_TASK DETAILS:_
Search each line below for "removed", then return the lines where it appears.

(Saved data entries)
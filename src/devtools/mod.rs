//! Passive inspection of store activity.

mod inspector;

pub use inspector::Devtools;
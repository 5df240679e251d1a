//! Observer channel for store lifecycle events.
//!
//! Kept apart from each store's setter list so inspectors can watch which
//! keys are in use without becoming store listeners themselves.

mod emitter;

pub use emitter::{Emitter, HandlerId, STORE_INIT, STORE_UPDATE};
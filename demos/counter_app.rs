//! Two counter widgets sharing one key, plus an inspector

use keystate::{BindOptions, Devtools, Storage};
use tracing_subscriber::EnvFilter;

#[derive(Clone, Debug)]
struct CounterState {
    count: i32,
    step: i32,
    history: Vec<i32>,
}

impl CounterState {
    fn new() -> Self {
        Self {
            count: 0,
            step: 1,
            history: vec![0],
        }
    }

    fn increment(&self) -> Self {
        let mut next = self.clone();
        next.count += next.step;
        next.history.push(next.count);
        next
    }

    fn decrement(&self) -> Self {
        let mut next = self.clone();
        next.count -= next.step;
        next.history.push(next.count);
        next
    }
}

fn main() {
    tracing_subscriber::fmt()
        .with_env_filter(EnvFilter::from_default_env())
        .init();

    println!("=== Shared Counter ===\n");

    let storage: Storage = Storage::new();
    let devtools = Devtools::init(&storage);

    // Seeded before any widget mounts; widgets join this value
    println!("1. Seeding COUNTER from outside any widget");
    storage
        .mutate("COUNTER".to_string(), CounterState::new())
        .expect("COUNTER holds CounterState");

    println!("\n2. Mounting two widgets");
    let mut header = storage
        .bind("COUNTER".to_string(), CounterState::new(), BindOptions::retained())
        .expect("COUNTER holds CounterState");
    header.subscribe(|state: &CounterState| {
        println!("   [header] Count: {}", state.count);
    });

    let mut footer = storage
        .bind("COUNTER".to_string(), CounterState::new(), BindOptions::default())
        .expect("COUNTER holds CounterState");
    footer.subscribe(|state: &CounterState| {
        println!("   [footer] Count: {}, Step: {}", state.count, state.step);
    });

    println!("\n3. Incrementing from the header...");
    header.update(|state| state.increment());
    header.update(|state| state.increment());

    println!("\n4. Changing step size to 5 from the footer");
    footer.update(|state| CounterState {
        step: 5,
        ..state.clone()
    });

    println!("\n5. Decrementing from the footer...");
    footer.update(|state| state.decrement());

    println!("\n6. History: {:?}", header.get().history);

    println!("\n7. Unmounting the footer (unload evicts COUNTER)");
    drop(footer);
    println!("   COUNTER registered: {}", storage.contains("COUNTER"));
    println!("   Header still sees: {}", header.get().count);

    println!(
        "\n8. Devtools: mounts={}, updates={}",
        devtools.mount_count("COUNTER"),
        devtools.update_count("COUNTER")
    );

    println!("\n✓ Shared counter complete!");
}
==
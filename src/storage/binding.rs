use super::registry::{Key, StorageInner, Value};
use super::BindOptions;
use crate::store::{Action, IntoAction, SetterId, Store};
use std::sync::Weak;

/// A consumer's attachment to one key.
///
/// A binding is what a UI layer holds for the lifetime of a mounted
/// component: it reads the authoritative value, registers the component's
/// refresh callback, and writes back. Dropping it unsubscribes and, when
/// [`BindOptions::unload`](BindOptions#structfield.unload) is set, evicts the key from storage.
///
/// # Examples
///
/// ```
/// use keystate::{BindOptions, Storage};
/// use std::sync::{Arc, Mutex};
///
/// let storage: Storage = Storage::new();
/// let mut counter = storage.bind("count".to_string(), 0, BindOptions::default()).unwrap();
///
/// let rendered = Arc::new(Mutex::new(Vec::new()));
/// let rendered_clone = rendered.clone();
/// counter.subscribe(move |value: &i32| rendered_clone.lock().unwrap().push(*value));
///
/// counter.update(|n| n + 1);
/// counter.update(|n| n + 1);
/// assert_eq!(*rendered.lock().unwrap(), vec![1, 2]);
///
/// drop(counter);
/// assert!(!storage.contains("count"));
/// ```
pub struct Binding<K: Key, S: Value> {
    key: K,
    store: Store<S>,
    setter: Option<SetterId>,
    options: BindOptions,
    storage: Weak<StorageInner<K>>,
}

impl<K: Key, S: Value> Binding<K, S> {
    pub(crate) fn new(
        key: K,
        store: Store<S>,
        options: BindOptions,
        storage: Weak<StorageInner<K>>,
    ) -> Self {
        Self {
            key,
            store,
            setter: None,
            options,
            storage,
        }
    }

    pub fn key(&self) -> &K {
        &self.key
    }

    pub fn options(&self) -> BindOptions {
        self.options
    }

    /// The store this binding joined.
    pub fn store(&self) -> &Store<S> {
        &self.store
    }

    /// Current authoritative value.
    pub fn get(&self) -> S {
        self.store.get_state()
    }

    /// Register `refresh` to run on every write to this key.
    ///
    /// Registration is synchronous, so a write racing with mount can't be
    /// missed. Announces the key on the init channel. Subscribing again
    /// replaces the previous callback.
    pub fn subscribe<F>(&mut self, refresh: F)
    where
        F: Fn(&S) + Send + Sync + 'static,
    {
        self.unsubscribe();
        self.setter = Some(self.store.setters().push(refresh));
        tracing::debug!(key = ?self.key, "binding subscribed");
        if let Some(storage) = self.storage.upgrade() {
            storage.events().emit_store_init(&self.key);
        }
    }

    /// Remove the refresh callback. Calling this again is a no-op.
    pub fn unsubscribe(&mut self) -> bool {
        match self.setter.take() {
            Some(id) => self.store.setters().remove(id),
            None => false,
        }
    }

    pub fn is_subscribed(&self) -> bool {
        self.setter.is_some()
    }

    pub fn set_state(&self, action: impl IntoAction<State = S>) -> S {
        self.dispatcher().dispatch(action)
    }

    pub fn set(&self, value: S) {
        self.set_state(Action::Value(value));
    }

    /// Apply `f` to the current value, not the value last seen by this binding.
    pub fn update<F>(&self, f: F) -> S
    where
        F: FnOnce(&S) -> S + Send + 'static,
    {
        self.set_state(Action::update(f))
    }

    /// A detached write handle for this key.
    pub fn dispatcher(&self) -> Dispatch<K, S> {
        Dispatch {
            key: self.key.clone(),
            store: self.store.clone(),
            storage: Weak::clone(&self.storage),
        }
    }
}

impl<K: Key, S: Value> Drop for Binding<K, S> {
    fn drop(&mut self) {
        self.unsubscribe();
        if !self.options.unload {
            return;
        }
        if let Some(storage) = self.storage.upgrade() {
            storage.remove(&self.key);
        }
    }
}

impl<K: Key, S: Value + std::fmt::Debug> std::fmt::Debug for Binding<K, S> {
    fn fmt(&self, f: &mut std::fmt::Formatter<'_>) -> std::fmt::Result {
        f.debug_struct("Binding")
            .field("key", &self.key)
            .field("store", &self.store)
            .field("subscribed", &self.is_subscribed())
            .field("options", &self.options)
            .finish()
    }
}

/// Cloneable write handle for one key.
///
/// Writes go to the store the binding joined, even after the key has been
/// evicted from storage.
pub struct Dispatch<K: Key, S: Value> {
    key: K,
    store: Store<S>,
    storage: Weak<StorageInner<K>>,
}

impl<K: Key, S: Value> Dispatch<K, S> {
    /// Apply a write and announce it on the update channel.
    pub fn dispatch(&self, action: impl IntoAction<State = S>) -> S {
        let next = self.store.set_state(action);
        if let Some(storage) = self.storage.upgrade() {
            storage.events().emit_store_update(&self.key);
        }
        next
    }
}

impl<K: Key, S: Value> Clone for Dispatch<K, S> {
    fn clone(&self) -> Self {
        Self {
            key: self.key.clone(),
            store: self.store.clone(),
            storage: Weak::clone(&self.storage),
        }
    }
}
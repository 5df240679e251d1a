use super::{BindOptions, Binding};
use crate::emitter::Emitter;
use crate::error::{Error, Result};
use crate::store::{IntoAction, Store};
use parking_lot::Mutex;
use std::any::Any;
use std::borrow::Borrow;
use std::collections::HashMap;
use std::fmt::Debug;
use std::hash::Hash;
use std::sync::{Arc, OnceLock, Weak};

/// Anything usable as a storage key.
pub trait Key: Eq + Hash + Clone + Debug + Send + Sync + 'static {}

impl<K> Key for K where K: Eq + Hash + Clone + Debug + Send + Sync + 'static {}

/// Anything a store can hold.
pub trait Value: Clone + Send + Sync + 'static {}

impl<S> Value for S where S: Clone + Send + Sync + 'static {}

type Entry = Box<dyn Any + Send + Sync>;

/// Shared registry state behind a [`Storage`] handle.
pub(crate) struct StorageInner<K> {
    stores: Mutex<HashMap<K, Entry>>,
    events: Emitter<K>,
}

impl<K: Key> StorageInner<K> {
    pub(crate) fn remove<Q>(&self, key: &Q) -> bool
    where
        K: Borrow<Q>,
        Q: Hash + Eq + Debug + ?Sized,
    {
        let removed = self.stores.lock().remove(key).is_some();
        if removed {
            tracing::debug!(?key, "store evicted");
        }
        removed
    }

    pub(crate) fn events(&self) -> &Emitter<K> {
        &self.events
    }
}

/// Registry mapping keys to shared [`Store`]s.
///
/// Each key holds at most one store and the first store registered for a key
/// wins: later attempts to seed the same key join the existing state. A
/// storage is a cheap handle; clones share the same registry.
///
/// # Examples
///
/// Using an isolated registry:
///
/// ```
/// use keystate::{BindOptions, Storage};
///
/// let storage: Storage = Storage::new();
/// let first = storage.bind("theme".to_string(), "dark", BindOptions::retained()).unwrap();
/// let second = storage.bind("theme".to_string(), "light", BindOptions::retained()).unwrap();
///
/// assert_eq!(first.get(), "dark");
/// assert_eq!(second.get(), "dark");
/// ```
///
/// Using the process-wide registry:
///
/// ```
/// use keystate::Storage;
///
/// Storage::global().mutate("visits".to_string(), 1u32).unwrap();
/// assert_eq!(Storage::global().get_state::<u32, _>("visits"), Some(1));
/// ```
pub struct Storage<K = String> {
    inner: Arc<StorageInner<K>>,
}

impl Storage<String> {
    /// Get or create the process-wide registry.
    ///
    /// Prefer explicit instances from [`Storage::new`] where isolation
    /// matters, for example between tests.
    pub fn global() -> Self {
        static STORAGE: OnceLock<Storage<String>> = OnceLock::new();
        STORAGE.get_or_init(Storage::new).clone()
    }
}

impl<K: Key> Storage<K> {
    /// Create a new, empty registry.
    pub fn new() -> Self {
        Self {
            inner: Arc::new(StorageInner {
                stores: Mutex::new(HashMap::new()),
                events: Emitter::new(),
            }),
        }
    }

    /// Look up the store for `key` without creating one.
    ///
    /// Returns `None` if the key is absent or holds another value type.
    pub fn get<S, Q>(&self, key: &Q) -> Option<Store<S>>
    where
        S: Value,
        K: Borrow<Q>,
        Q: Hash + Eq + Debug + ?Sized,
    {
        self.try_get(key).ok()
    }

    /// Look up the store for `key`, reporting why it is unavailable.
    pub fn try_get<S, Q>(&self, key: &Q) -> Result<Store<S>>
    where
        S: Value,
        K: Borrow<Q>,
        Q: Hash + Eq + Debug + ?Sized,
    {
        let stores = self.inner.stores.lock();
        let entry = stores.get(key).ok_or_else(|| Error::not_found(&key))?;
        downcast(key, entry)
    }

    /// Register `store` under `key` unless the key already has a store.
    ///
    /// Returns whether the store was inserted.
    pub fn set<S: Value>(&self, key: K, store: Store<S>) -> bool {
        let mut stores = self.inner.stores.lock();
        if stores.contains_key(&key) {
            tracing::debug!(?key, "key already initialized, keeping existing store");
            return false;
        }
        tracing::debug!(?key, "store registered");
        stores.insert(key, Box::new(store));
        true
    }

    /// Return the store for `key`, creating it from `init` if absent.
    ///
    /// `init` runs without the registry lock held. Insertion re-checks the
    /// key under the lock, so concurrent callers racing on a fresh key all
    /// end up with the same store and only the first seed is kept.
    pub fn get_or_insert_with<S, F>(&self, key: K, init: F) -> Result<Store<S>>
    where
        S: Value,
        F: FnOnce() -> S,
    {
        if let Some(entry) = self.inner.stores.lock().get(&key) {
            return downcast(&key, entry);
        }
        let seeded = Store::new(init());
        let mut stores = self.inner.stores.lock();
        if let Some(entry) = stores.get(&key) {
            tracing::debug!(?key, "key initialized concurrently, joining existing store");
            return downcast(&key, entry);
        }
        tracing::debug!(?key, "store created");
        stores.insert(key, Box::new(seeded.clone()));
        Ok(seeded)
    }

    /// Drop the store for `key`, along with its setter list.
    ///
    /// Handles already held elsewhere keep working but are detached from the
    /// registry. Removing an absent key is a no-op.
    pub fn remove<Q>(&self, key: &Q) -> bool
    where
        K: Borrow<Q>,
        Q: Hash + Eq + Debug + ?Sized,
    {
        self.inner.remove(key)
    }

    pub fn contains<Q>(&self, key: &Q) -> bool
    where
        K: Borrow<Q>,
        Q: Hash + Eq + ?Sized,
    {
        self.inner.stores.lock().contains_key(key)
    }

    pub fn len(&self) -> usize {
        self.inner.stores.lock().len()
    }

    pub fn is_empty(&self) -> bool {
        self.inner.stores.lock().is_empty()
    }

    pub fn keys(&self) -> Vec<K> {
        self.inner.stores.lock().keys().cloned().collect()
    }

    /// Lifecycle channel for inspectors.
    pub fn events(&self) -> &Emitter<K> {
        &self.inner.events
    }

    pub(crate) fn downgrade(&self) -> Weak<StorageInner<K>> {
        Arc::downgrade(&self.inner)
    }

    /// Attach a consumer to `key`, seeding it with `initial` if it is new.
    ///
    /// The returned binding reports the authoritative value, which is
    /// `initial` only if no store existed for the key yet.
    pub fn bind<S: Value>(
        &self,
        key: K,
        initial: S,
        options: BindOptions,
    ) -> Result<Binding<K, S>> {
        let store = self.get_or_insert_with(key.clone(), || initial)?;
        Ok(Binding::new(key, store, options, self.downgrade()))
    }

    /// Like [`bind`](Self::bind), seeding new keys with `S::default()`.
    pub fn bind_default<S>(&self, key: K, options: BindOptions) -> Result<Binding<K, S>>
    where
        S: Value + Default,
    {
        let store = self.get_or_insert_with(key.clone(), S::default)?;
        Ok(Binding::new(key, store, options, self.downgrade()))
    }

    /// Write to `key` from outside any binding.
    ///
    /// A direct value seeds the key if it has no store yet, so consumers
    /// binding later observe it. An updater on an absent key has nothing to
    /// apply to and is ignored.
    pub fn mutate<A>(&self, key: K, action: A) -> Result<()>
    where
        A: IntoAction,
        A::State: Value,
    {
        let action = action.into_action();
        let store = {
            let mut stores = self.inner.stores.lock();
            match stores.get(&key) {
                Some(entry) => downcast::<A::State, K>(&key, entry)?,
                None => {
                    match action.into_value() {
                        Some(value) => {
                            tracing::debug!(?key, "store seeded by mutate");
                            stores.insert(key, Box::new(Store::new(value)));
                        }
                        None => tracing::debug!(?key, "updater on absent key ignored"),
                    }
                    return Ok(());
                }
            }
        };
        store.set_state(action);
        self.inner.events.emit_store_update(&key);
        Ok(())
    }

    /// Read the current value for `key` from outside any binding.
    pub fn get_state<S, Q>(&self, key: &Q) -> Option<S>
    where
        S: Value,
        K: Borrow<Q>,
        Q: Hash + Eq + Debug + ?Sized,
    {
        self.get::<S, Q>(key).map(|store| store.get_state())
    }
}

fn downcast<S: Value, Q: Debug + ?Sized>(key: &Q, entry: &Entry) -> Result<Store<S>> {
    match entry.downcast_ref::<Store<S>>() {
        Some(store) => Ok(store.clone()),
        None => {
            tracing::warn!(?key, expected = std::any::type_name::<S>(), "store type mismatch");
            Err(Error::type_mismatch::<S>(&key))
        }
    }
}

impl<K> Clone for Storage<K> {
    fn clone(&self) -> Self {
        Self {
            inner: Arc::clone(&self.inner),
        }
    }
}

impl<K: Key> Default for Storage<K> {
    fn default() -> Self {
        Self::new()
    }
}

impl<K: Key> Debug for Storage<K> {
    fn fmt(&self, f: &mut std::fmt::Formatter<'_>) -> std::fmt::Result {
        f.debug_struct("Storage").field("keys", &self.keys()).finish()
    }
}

_SOLVED PROBLEM:_
        let removed = self.stores.lock().remove(key).is_some();
        if removed {
        removed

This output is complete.